# Not sure if this is something to be worried about. :/



## Cloud_the_bunny (May 15, 2014)

Cloud has recently started having soft poops. I haven't really changed much in her diet except the vet said to reduce the amount of pellets I feed her, so I did that. It's not runny or anything, just a bit soft and she's been laying in it. :/ normally she has one spot she likes to do her business in. But recently she's been pooping where she lays and smashing it into the bottom of her cage. I give her plenty of Timothy hay but she has also not been eating it. Is the soft poop because she's not eating her hay, or could it be something different? I called the vet but they have to call me back and I don't know when I'll hear from them. So I figured I'd ask all of you wonderful bunny parents. &#128522; Thanks in advance for any responses/advise! And sorry if this is a long post.


----------



## pani (May 15, 2014)

Is the soft poop more like these...











... or these?






If it's the top one, then they're just excess cecotropes, which can be caused by stress, a change in diet, or a few other things. If they're more like the bottom ones and just soft, less formed normal droppings, that's cecal dysbiosis.

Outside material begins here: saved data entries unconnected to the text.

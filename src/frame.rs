//! Time-indexed frames of named series.
//!
//! A [`TimeFrame`] pairs a [`DataMatrix`] with chronological row labels and
//! series keys. Every analysis stage consumes and returns frames so stages can
//! be chained; row order is never permuted by any operation in this module.

use log::{debug, warn};
use serde::Serialize;

use crate::error::{NltsaError, Result};
use crate::matrix::{is_missing, DataMatrix};

/// Build a composite series key such as `"Finland-Helsinki-walking"`.
///
/// Parts are trimmed and joined with `-`; empty parts are kept so that keys of
/// country-level series (no country, only a region) stay distinguishable,
/// e.g. `"-Netherlands-driving"`.
pub fn column_key(parts: &[&str]) -> String {
    parts
        .iter()
        .map(|p| p.trim())
        .collect::<Vec<_>>()
        .join("-")
        .trim()
        .to_string()
}

/// One cell of a frame in long form.
#[derive(Debug, Clone, PartialEq, Serialize)]
pub struct LongRecord {
    pub label: String,
    pub column: String,
    /// `None` for missing cells.
    pub value: Option<f64>,
}

/// A matrix of series indexed by time labels.
#[derive(Debug, Clone, PartialEq)]
pub struct TimeFrame {
    index: Vec<String>,
    columns: Vec<String>,
    values: DataMatrix,
}

impl TimeFrame {
    /// Create a frame, checking that labels match the matrix dimensions.
    pub fn new(index: Vec<String>, columns: Vec<String>, values: DataMatrix) -> Result<Self> {
        if index.len() != values.nrows() || columns.len() != values.ncols() {
            return Err(NltsaError::ShapeMismatch {
                expected: format!("{}x{} labels", index.len(), columns.len()),
                got: format!("{}x{} values", values.nrows(), values.ncols()),
            });
        }
        Ok(Self {
            index,
            columns,
            values,
        })
    }

    /// Create a frame from named series where `None` marks a missing cell.
    pub fn from_series(
        index: Vec<String>,
        series: Vec<(String, Vec<Option<f64>>)>,
    ) -> Result<Self> {
        let (columns, cells): (Vec<String>, Vec<Vec<Option<f64>>>) = series.into_iter().unzip();
        let nrows = index.len();
        if let Some(bad) = cells.iter().position(|c| c.len() != nrows) {
            return Err(NltsaError::ShapeMismatch {
                expected: format!("{} rows in series '{}'", nrows, columns[bad]),
                got: format!("{} rows", cells[bad].len()),
            });
        }
        let values = if cells.is_empty() {
            DataMatrix::zeros(nrows, 0)
        } else {
            DataMatrix::from_options(&cells).ok_or_else(|| NltsaError::ShapeMismatch {
                expected: "rectangular series".to_string(),
                got: "ragged series".to_string(),
            })?
        };
        Self::new(index, columns, values)
    }

    /// Row labels, oldest first.
    pub fn index(&self) -> &[String] {
        &self.index
    }

    /// Series keys.
    pub fn columns(&self) -> &[String] {
        &self.columns
    }

    pub fn values(&self) -> &DataMatrix {
        &self.values
    }

    pub fn nrows(&self) -> usize {
        self.values.nrows()
    }

    pub fn ncols(&self) -> usize {
        self.values.ncols()
    }

    pub fn column_position(&self, name: &str) -> Option<usize> {
        self.columns.iter().position(|c| c == name)
    }

    /// Values of a series by key.
    pub fn column(&self, name: &str) -> Option<&[f64]> {
        self.column_position(name).map(|j| self.values.column(j))
    }

    /// Replace the values while keeping labels. The shapes must agree.
    pub(crate) fn with_values(&self, values: DataMatrix) -> Result<Self> {
        Self::new(self.index.clone(), self.columns.clone(), values)
    }

    /// Keep the series at the given positions, in the given order.
    pub fn select_columns(&self, positions: &[usize]) -> Self {
        Self {
            index: self.index.clone(),
            columns: positions.iter().map(|&j| self.columns[j].clone()).collect(),
            values: self.values.select_columns(positions),
        }
    }

    /// Keep only series whose key contains `pattern`.
    pub fn filter_columns(&self, pattern: &str) -> Self {
        let keep: Vec<usize> = self
            .columns
            .iter()
            .enumerate()
            .filter(|(_, c)| c.contains(pattern))
            .map(|(j, _)| j)
            .collect();
        debug!(
            "filter '{}' kept {} of {} columns",
            pattern,
            keep.len(),
            self.ncols()
        );
        self.select_columns(&keep)
    }

    /// Drop series that do not have more than `min_valid_rows` observations.
    ///
    /// Returns [`NltsaError::InsufficientColumns`] when no series survives.
    pub fn drop_sparse_columns(&self, min_valid_rows: usize) -> Result<Self> {
        let mut keep = Vec::with_capacity(self.ncols());
        for j in 0..self.ncols() {
            let valid = self.values.valid_count(j);
            if valid > min_valid_rows {
                keep.push(j);
            } else {
                warn!(
                    "dropping column '{}': {} valid rows, need more than {}",
                    self.columns[j], valid, min_valid_rows
                );
            }
        }
        if keep.is_empty() {
            return Err(NltsaError::InsufficientColumns {
                total: self.ncols(),
                min_valid_rows,
            });
        }
        Ok(self.select_columns(&keep))
    }

    /// Drop every row that has a missing cell in any series.
    pub fn drop_incomplete_rows(&self) -> Self {
        let keep: Vec<usize> = (0..self.nrows())
            .filter(|&i| (0..self.ncols()).all(|j| !is_missing(self.values[(i, j)])))
            .collect();
        if keep.len() < self.nrows() {
            debug!("dropping {} incomplete rows", self.nrows() - keep.len());
        }
        Self {
            index: keep.iter().map(|&i| self.index[i].clone()).collect(),
            columns: self.columns.clone(),
            values: self.values.select_rows(&keep),
        }
    }

    /// Check that two frames share row labels and series keys exactly.
    pub fn ensure_aligned(&self, other: &TimeFrame) -> Result<()> {
        if self.values.shape() != other.values.shape() {
            return Err(NltsaError::MisalignedSeries(format!(
                "shape {:?} vs {:?}",
                self.values.shape(),
                other.values.shape()
            )));
        }
        if self.columns != other.columns {
            return Err(NltsaError::MisalignedSeries(
                "column sets differ".to_string(),
            ));
        }
        if let Some(i) = (0..self.nrows()).find(|&i| self.index[i] != other.index[i]) {
            return Err(NltsaError::MisalignedSeries(format!(
                "row {} labelled '{}' vs '{}'",
                i, self.index[i], other.index[i]
            )));
        }
        Ok(())
    }

    /// Flatten to `(label, column, value)` records, series by series.
    pub fn to_long(&self) -> Vec<LongRecord> {
        let mut out = Vec::with_capacity(self.nrows() * self.ncols());
        for (j, column) in self.columns.iter().enumerate() {
            for (i, label) in self.index.iter().enumerate() {
                let v = self.values[(i, j)];
                out.push(LongRecord {
                    label: label.clone(),
                    column: column.clone(),
                    value: if is_missing(v) { None } else { Some(v) },
                });
            }
        }
        out
    }
}

impl std::fmt::Display for TimeFrame {
    fn fmt(&self, f: &mut std::fmt::Formatter<'_>) -> std::fmt::Result {
        write!(f, "TimeFrame({}x{})", self.nrows(), self.ncols())
    }
}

"Cecal dysbiosis is poop that isn't completely formed and is doughy or pasty and is usually quite smelly. It can be caused by stress, illness or a diet too rich in starch, fat or sugar. This shouldn't be confused with normal cecotropes that have been smooshed by your rabbit's feet or bottom. If you're not sure, you may have to poke around to see if the mess comes apart in layers (cecotope) or if it's completely formless (cecal dysbiosis). The alternative is to watch for the next batch. You should monitor any bunny with dysbiosis for signs of illness. Take their temperature to rule out an infection. If the dysbiosis persists or isn't reduced by eliminating treats, schedule a vet visit."

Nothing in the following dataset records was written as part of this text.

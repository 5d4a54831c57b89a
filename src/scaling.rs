//! Min-max scaling of series into a bounded target range.
//!
//! Every bounded-domain metric assumes its input has been passed through
//! [`scale_columns`] with the same [`FeatureRange`].

use log::debug;
use serde::{Deserialize, Serialize};

use crate::error::{NltsaError, Result};
use crate::frame::TimeFrame;
use crate::helpers::finite_min_max;
use crate::matrix::{is_missing, DataMatrix};

/// Target interval `[xmin, xmax]` for scaling.
#[derive(Debug, Clone, Copy, PartialEq, Serialize, Deserialize)]
pub struct FeatureRange {
    pub xmin: f64,
    pub xmax: f64,
}

impl FeatureRange {
    /// Create a validated range.
    pub fn new(xmin: f64, xmax: f64) -> Result<Self> {
        let range = Self { xmin, xmax };
        range.validate()?;
        Ok(range)
    }

    /// Require finite bounds with `xmin < xmax`.
    pub fn validate(&self) -> Result<()> {
        if !self.xmin.is_finite() || !self.xmax.is_finite() {
            return Err(NltsaError::invalid_parameter(
                "range",
                format!("bounds must be finite, got [{}, {}]", self.xmin, self.xmax),
            ));
        }
        if self.xmin >= self.xmax {
            return Err(NltsaError::invalid_parameter(
                "range",
                format!("xmin must be below xmax, got [{}, {}]", self.xmin, self.xmax),
            ));
        }
        Ok(())
    }

    #[inline]
    pub fn span(&self) -> f64 {
        self.xmax - self.xmin
    }

    #[inline]
    pub fn midpoint(&self) -> f64 {
        (self.xmin + self.xmax) / 2.0
    }
}

impl Default for FeatureRange {
    fn default() -> Self {
        Self {
            xmin: 0.0,
            xmax: 1.0,
        }
    }
}

/// Rescale one series in place. Missing cells are left untouched.
fn scale_series(values: &mut [f64], range: FeatureRange) {
    let Some((lo, hi)) = finite_min_max(values) else {
        return;
    };
    let width = hi - lo;
    for v in values.iter_mut().filter(|v| !is_missing(**v)) {
        *v = if width > 0.0 {
            // Pin the extremes so re-scaling is exact at the bounds.
            if *v == lo {
                range.xmin
            } else if *v == hi {
                range.xmax
            } else {
                (range.xmin + (*v - lo) / width * range.span()).clamp(range.xmin, range.xmax)
            }
        } else {
            range.midpoint()
        };
    }
}

/// Scale every column of a matrix independently into `range`.
pub fn scale_matrix(data: &DataMatrix, range: FeatureRange) -> DataMatrix {
    let mut out = data.clone();
    for j in 0..out.ncols() {
        scale_series(out.column_mut(j), range);
    }
    out
}

/// Scale every series of a frame into `range` (default `[0, 1]`).
///
/// Each series' minimum maps to `xmin` and its maximum to `xmax`. A constant
/// series maps to the midpoint of the range. Missing cells pass through and
/// are ignored when finding the extremes.
pub fn scale_columns(frame: &TimeFrame, range: Option<FeatureRange>) -> Result<TimeFrame> {
    let range = range.unwrap_or_default();
    range.validate()?;
    debug!("scaling {} into [{}, {}]", frame, range.xmin, range.xmax);
    frame.with_values(scale_matrix(frame.values(), range))
}

#[cfg(test)]
mod tests {
    use super::*;
    use crate::helpers::NUMERICAL_EPS;

    fn frame(series: Vec<Vec<Option<f64>>>) -> TimeFrame {
        let n = series[0].len();
        TimeFrame::from_series(
            (0..n).map(|i| i.to_string()).collect(),
            series
                .into_iter()
                .enumerate()
                .map(|(j, s)| (format!("s{}", j), s))
                .collect(),
        )
        .unwrap()
    }

    #[test]
    fn test_scale_default_range() {
        let f = frame(vec![vec![Some(10.0), Some(20.0), Some(15.0), Some(30.0)]]);
        let scaled = scale_columns(&f, None).unwrap();
        let col = scaled.values().column(0);
        assert_eq!(col[0], 0.0);
        assert_eq!(col[3], 1.0);
        assert!((col[1] - 0.5).abs() < NUMERICAL_EPS);
        assert!((col[2] - 0.25).abs() < NUMERICAL_EPS);
    }

    #[test]
    fn test_scale_custom_range_bounds() {
        let f = frame(vec![vec![Some(-3.0), Some(7.0), Some(1.0), Some(2.5)]]);
        let range = FeatureRange::new(-1.0, 2.0).unwrap();
        let scaled = scale_columns(&f, Some(range)).unwrap();
        for &v in scaled.values().column(0) {
            assert!((-1.0..=2.0).contains(&v));
        }
        assert_eq!(scaled.values().column(0)[0], -1.0);
        assert_eq!(scaled.values().column(0)[1], 2.0);
    }

    #[test]
    fn test_constant_column_maps_to_midpoint() {
        let f = frame(vec![vec![Some(4.0); 5]]);
        let range = FeatureRange::new(2.0, 6.0).unwrap();
        let scaled = scale_columns(&f, Some(range)).unwrap();
        assert!(scaled.values().column(0).iter().all(|&v| v == 4.0));
    }

    #[test]
    fn test_missing_passes_through() {
        let f = frame(vec![vec![Some(1.0), None, Some(3.0)]]);
        let scaled = scale_columns(&f, None).unwrap();
        let col = scaled.values().column(0);
        assert_eq!(col[0], 0.0);
        assert!(is_missing(col[1]));
        assert_eq!(col[2], 1.0);
    }

    #[test]
    fn test_scaling_is_idempotent() {
        let f = frame(vec![
            vec![Some(3.0), Some(-2.0), Some(8.5), Some(0.1), Some(4.4)],
            vec![Some(100.0), Some(90.0), Some(95.0), Some(91.0), Some(99.0)],
        ]);
        let once = scale_columns(&f, None).unwrap();
        let twice = scale_columns(&once, None).unwrap();
        for (a, b) in once.values().as_slice().iter().zip(twice.values().as_slice()) {
            assert!((a - b).abs() < 1e-12);
        }
    }

    #[test]
    fn test_invalid_range_rejected() {
        assert!(FeatureRange::new(1.0, 1.0).is_err());
        assert!(FeatureRange::new(f64::NAN, 1.0).is_err());
        let f = frame(vec![vec![Some(1.0), Some(2.0)]]);
        let bad = FeatureRange { xmin: 2.0, xmax: 0.0 };
        assert!(matches!(
            scale_columns(&f, Some(bad)),
            Err(NltsaError::InvalidParameter { .. })
        ));
    }
}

More information on bunny poops - http://imgur.com/a/5N4lD


----------



## Cloud_the_bunny (May 15, 2014)

this was just this morning right before I changed her bedding.


----------



## pani (May 15, 2014)

Looks like cecotropes to me!

I've had a few runs with my bunnies leaving out excess cecotropes. Reasons I've attributed are diet changes, stress, overproduction of cecals, being too young to realise they need to eat them... etc. Leaving them out isn't _too_ worrisome, so you don't need to fret.  I would just keep an eye on it, perhaps reduce the pellets a bit more and try to encourage her to eat more hay.


----------



## Cloud_the_bunny (May 15, 2014)

Okay thank you! &#128522; and another question, how can I encourage her to eat her hay? She hasn't been eating it at all and I don't know if it's the brand or what. Could changing the brand help?


----------



## pani (May 15, 2014)

Perhaps.  You can also get kinds of hay that have herbs and things through them, which might help to entice her to eat them. If she's young (under 12 months), you might also consider mixing some alfalfa hay with grass hay.


----------



## Cloud_the_bunny (May 15, 2014)

Okay I'll try that thank you! &#128522;


----------



## iLuvMyLilBuns (May 15, 2014)

The production of too many cecotropes is sometimes caused by a diet high in carbohydrates, protein, or sugar. The rabbit ignores these extra dropping as they contain unneeded nutrients and they become stuck in the fur or squished on the floor instead.This is most commonly a result of too much dry food or too many processed treats. In which case, you can resolve it by reducing the amount of pellets and increasing the amount of hay or feeding higher fibre/lower protein pellets.

Heres some tips! reduce the pellets and feed them for breakfast and just provide hay throughout the day.

Mix tasty bits in with the hay encouraging her to forage in there, such as grass and herbs

Mix a few hays into one pile

Stuff toilet roll tubes with hay to make fun games for her or fill boxes with hay and cut holes.

put a pile of hay in her litter tray

spray pineapple juice on hay


----------